Well, likewise, you could say that there are two metabolic states of the body: the state of eating, and the state of fasting, and fasting is marked by ketosis. So, ketosis goes with fasting; not with eating.
Ketones are compounds that result from the breakdown of fat, and they can be burned as an energy source by the body. But, it's mainly the brain that need ketones. Although glucose is the prime energy source when a person is eating, the body doesn’t store much of it. It stores glycogen in the liver and muscles, but it gets used up pretty fast. After that, the body can keep making glucose from glucogenic amino acids (and most of the amino acids are glucogenic) but it doesn’t want to. And that’s because it would be like burning the furniture. During fasting, the body tries to limit its protein losses to the minimum. It has to break down some protein to derive amino acids for vital functions, but it doesn’t want to burn protein as fuel. Hence, it turns to fat.
The muscles can burn fatty acids directly, and the heart is especially good at it. It's called beta oxidation, and the way it works is that triglycerides are broken down into their constituent fatty acids; then these fatty acids are converted to acyl-Coenzyme A, and then, two carbon atoms at a time, acyl-Coenzyme A is reduced to another substance called acetyl Coennzyme A, and that liberates chemical energy. But, the brain can't do this beta oxidation, hence it cannot burn fatty acids directly. However, it can burn ketones. And that's what makes ketone production so essential during fasting- so that your brain has an alternative fuel to glucose. But, it is a mistake to think that a person has to be in a state of ketosis to burn fat and lose weight. That is a myth.
Another time besides fasting that the body may enter a state of ketosis is during acute illness. Let’s face it: when people have fever and malaise and the other discomforts, such as when they have the flu, they don’t have much appetite, and they may not have any. Of course, many people will force themselves to eat “to keep up their strength.” But, even if they do, they usually don’t eat much, and their body may reject it anyway, hence, they will often enter a state of ketosis.
So, acute illness and fasting are when ketosis normally occurs. When a person goes beyond fasting into starvation, then vital proteins are lost, and there is a rise in nitrogen excretion. And that, of course, is pathological, and no one should take fasting that far unless they are trying to end their life.
But, the point is that the body is programmed to oscillate between the two states of eating and fasting. Remember that in the modern world, food is plentiful all the time, but in wild Nature, animals may have to fast frequently. Lions go days at a time without food. Then finally, they make a kill and gorge themselves. The same is true for polar bears. And polar bears build dens out of snow to secure shelter during the harshest part of the winter where they don’t eat at all. Females will give birth in those dens and then nurse their offspring there, all without eating.

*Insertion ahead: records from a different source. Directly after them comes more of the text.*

//! Tracing subscriber setup
//!
//! `RUST_LOG` wins over the configured level when set.

use anyhow::{anyhow, Context, Result};
use photosku_common::config::LoggingConfig;
use std::fs::OpenOptions;
use std::sync::Mutex;
use tracing_subscriber::EnvFilter;

/// Build the env filter: `RUST_LOG`, else `level_override`, else the configured level
pub fn env_filter(config: &LoggingConfig, level_override: Option<&str>) -> EnvFilter {
    let level = level_override.unwrap_or(&config.level);
    EnvFilter::try_from_default_env()
        .or_else(|_| EnvFilter::try_new(level))
        .unwrap_or_else(|_| EnvFilter::new("info"))
}

/// Install the global subscriber (plain or JSON, stderr or an append-mode file)
pub fn init_tracing(config: &LoggingConfig, level_override: Option<&str>) -> Result<()> {
    let filter = env_filter(config, level_override);
    let builder = tracing_subscriber::fmt()
        .with_env_filter(filter)
        .with_target(true);

    let file = match &config.file {
        Some(path) => Some(
            OpenOptions::new()
                .create(true)
                .append(true)
                .open(path)
                .with_context(|| format!("Failed to open log file {}", path.display()))?,
        ),
        None => None,
    };

    let result = match (config.json, file) {
        (true, Some(file)) => builder.json().with_writer(Mutex::new(file)).try_init(),
        (true, None) => builder.json().try_init(),
        (false, Some(file)) => builder
            .with_ansi(false)
            .with_writer(Mutex::new(file))
            .try_init(),
        (false, None) => builder.try_init(),
    };

    result.map_err(|e| anyhow!("Failed to initialize tracing: {}", e))
}
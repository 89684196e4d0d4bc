//! In-memory stores
//!
//! Used by `--memory` mode and as the base of test doubles. Every operation
//! takes a single `std::sync::Mutex` for its whole duration, which gives the
//! same single-write atomicity as the SQLite store. The lock is never held
//! across an `.await`.

use async_trait::async_trait;
use photosku_common::db::{
    ApplyState, ArticleNumber, ExternalId, Photo, PhotoUpdate, User, UserProfile, UserUpdate,
};
use photosku_common::{Error, Result};
use std::collections::HashMap;
use std::sync::{Mutex, MutexGuard};
use uuid::Uuid;

use super::{EntityStore, ObjectStore};

#[derive(Debug, Clone, Copy)]
struct Association {
    seq: u64,
    photo_id: Uuid,
    article_id: Uuid,
}

#[derive(Debug, Default)]
struct Tables {
    users: Vec<User>,
    /// Insertion order doubles as creation order
    photos: Vec<Photo>,
    articles: Vec<ArticleNumber>,
    associations: Vec<Association>,
    next_seq: u64,
}

impl Tables {
    fn photo(&self, photo_id: Uuid) -> Option<&Photo> {
        self.photos.iter().find(|p| p.id == photo_id)
    }

    fn article(&self, article_id: Uuid) -> Option<&ArticleNumber> {
        self.articles.iter().find(|a| a.id == article_id)
    }
}

#[derive(Debug, Default)]
pub struct MemoryEntityStore {
    tables: Mutex<Tables>,
}

impl MemoryEntityStore {
    pub fn new() -> Self {
        Self::default()
    }

    fn lock(&self) -> Result<MutexGuard<'_, Tables>> {
        self.tables
            .lock()
            .map_err(|_| Error::Internal("entity store lock poisoned".to_string()))
    }

    /// Every photo regardless of owner or state
    pub fn all_photos(&self) -> Result<Vec<Photo>> {
        Ok(self.lock()?.photos.clone())
    }
}

#[async_trait]
impl EntityStore for MemoryEntityStore {
    async fn get_user_by_external_id(&self, external_id: ExternalId) -> Result<Option<User>> {
        let tables = self.lock()?;
        Ok(tables
            .users
            .iter()
            .find(|u| u.external_id == external_id)
            .cloned())
    }

    async fn upsert_user(&self, external_id: ExternalId, profile: &UserProfile) -> Result<User> {
        let mut tables = self.lock()?;
        if let Some(user) = tables.users.iter_mut().find(|u| u.external_id == external_id) {
            user.profile = profile.clone();
            return Ok(user.clone());
        }

        let user = User::new(external_id, profile.clone());
        tables.users.push(user.clone());
        Ok(user)
    }

    async fn update_user(&self, user_id: Uuid, update: UserUpdate) -> Result<()> {
        let mut tables = self.lock()?;
        let user = tables
            .users
            .iter_mut()
            .find(|u| u.id == user_id)
            .ok_or_else(|| Error::NotFound(format!("user {}", user_id)))?;

        if let Some(profile) = update.profile {
            user.profile = profile;
        }
        if let Some(state) = update.conversation_state {
            user.conversation_state = state;
        }
        Ok(())
    }

    async fn create_photo(&self, photo: &Photo) -> Result<()> {
        let mut tables = self.lock()?;
        if !tables.users.iter().any(|u| u.id == photo.owner_id) {
            return Err(Error::NotFound(format!("owner {} of photo {}", photo.owner_id, photo.id)));
        }
        if tables
            .photos
            .iter()
            .any(|p| p.id == photo.id || p.object_key == photo.object_key)
        {
            return Err(Error::InvalidInput(format!("photo {} already exists", photo.id)));
        }
        tables.photos.push(photo.clone());
        Ok(())
    }

    async fn update_photo(&self, photo_id: Uuid, update: PhotoUpdate) -> Result<()> {
        let mut tables = self.lock()?;
        let photo = tables
            .photos
            .iter_mut()
            .find(|p| p.id == photo_id)
            .ok_or_else(|| Error::NotFound(format!("photo {}", photo_id)))?;

        if let Some(state) = update.apply_state {
            photo.apply_state = state;
        }
        Ok(())
    }

    async fn list_pending_photos_for_user(&self, owner_id: Uuid) -> Result<Vec<Photo>> {
        let tables = self.lock()?;
        Ok(tables
            .photos
            .iter()
            .filter(|p| p.owner_id == owner_id && p.apply_state == ApplyState::Pending)
            .cloned()
            .collect())
    }

    async fn delete_photo(&self, photo_id: Uuid) -> Result<()> {
        let mut tables = self.lock()?;
        tables.photos.retain(|p| p.id != photo_id);
        tables.associations.retain(|a| a.photo_id != photo_id);
        Ok(())
    }

    async fn get_photo(&self, photo_id: Uuid) -> Result<Option<Photo>> {
        Ok(self.lock()?.photo(photo_id).cloned())
    }

    async fn get_article_by_name(&self, number: &str) -> Result<Option<ArticleNumber>> {
        let tables = self.lock()?;
        Ok(tables.articles.iter().find(|a| a.number == number).cloned())
    }

    async fn create_article(&self, number: &str) -> Result<ArticleNumber> {
        let mut tables = self.lock()?;
        if tables.articles.iter().any(|a| a.number == number) {
            return Err(Error::InvalidInput(format!(
                "article number '{}' already exists",
                number
            )));
        }
        let article = ArticleNumber::new(number);
        tables.articles.push(article.clone());
        Ok(article)
    }

    async fn add_association(&self, photo_id: Uuid, article_id: Uuid) -> Result<()> {
        let mut tables = self.lock()?;
        if tables.photo(photo_id).is_none() {
            return Err(Error::NotFound(format!("photo {}", photo_id)));
        }
        if tables.article(article_id).is_none() {
            return Err(Error::NotFound(format!("article {}", article_id)));
        }
        if tables
            .associations
            .iter()
            .any(|a| a.photo_id == photo_id && a.article_id == article_id)
        {
            return Ok(());
        }

        tables.next_seq += 1;
        let seq = tables.next_seq;
        tables.associations.push(Association {
            seq,
            photo_id,
            article_id,
        });
        Ok(())
    }

    async fn remove_association(&self, photo_id: Uuid, article_id: Uuid) -> Result<()> {
        let mut tables = self.lock()?;
        tables
            .associations
            .retain(|a| !(a.photo_id == photo_id && a.article_id == article_id));
        Ok(())
    }

    async fn list_photos_for_article(&self, article_id: Uuid) -> Result<Vec<Photo>> {
        let tables = self.lock()?;
        let mut links: Vec<&Association> = tables
            .associations
            .iter()
            .filter(|a| a.article_id == article_id)
            .collect();
        links.sort_by_key(|a| a.seq);

        Ok(links
            .into_iter()
            .filter_map(|a| tables.photo(a.photo_id).cloned())
            .collect())
    }

    async fn list_articles_for_photo(&self, photo_id: Uuid) -> Result<Vec<ArticleNumber>> {
        let tables = self.lock()?;
        let mut links: Vec<&Association> = tables
            .associations
            .iter()
            .filter(|a| a.photo_id == photo_id)
            .collect();
        links.sort_by_key(|a| a.seq);

        Ok(links
            .into_iter()
            .filter_map(|a| tables.article(a.article_id).cloned())
            .collect())
    }
}

/// Object store backed by a `HashMap`
#[derive(Debug, Default)]
pub struct MemoryObjectStore {
    objects: Mutex<HashMap<String, Vec<u8>>>,
}

impl MemoryObjectStore {
    pub fn new() -> Self {
        Self::default()
    }

    fn lock(&self) -> Result<MutexGuard<'_, HashMap<String, Vec<u8>>>> {
        self.objects
            .lock()
            .map_err(|_| Error::Internal("object store lock poisoned".to_string()))
    }

    /// Stored keys, sorted
    pub fn keys(&self) -> Result<Vec<String>> {
        let mut keys: Vec<String> = self.lock()?.keys().cloned().collect();
        keys.sort();
        Ok(keys)
    }
}

#[async_trait]
impl ObjectStore for MemoryObjectStore {
    async fn put(&self, key: &str, bytes: &[u8]) -> Result<()> {
        self.lock()?.insert(key.to_string(), bytes.to_vec());
        Ok(())
    }

    async fn get(&self, key: &str) -> Result<Vec<u8>> {
        self.lock()?
            .get(key)
            .cloned()
            .ok_or_else(|| Error::NotFound(format!("object {}", key)))
    }

    async fn delete(&self, key: &str) -> Result<()> {
        self.lock()?.remove(key);
        Ok(())
    }

    async fn exists(&self, key: &str) -> Result<bool> {
        Ok(self.lock()?.contains_key(key))
    }
}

There are many examples of protracted fasting among wild animals. Even primordial humans had an inconsistent, unreliable food supply that made fasting a common occurrence.
Fasting requires adaptations, and going back to eating does too. There is a metabolic switching involved, and it hinges on blood sugar and ketones. So, as blood sugar drops, that triggers the production of ketones and the other adaptations to fasting, such as, a physiological dehydration. And then when you come off the fast, the consumption of carbohydrate stems the production of ketones and triggers the adaptations that coinside with eating.
Just as with your sleep/wake cycle, in which you don’t want to dwell for very long in the nether region between wakefulness and sleep, likewise concerning eating and fasting, you don’t want to dwell for very long between the two- let alone dwell there permanently.
So, the people who think you should stay in a state of ketosis all the time are idiots. It is simply abnormal to be in ketosis when you are eating. You should not aspire to do it.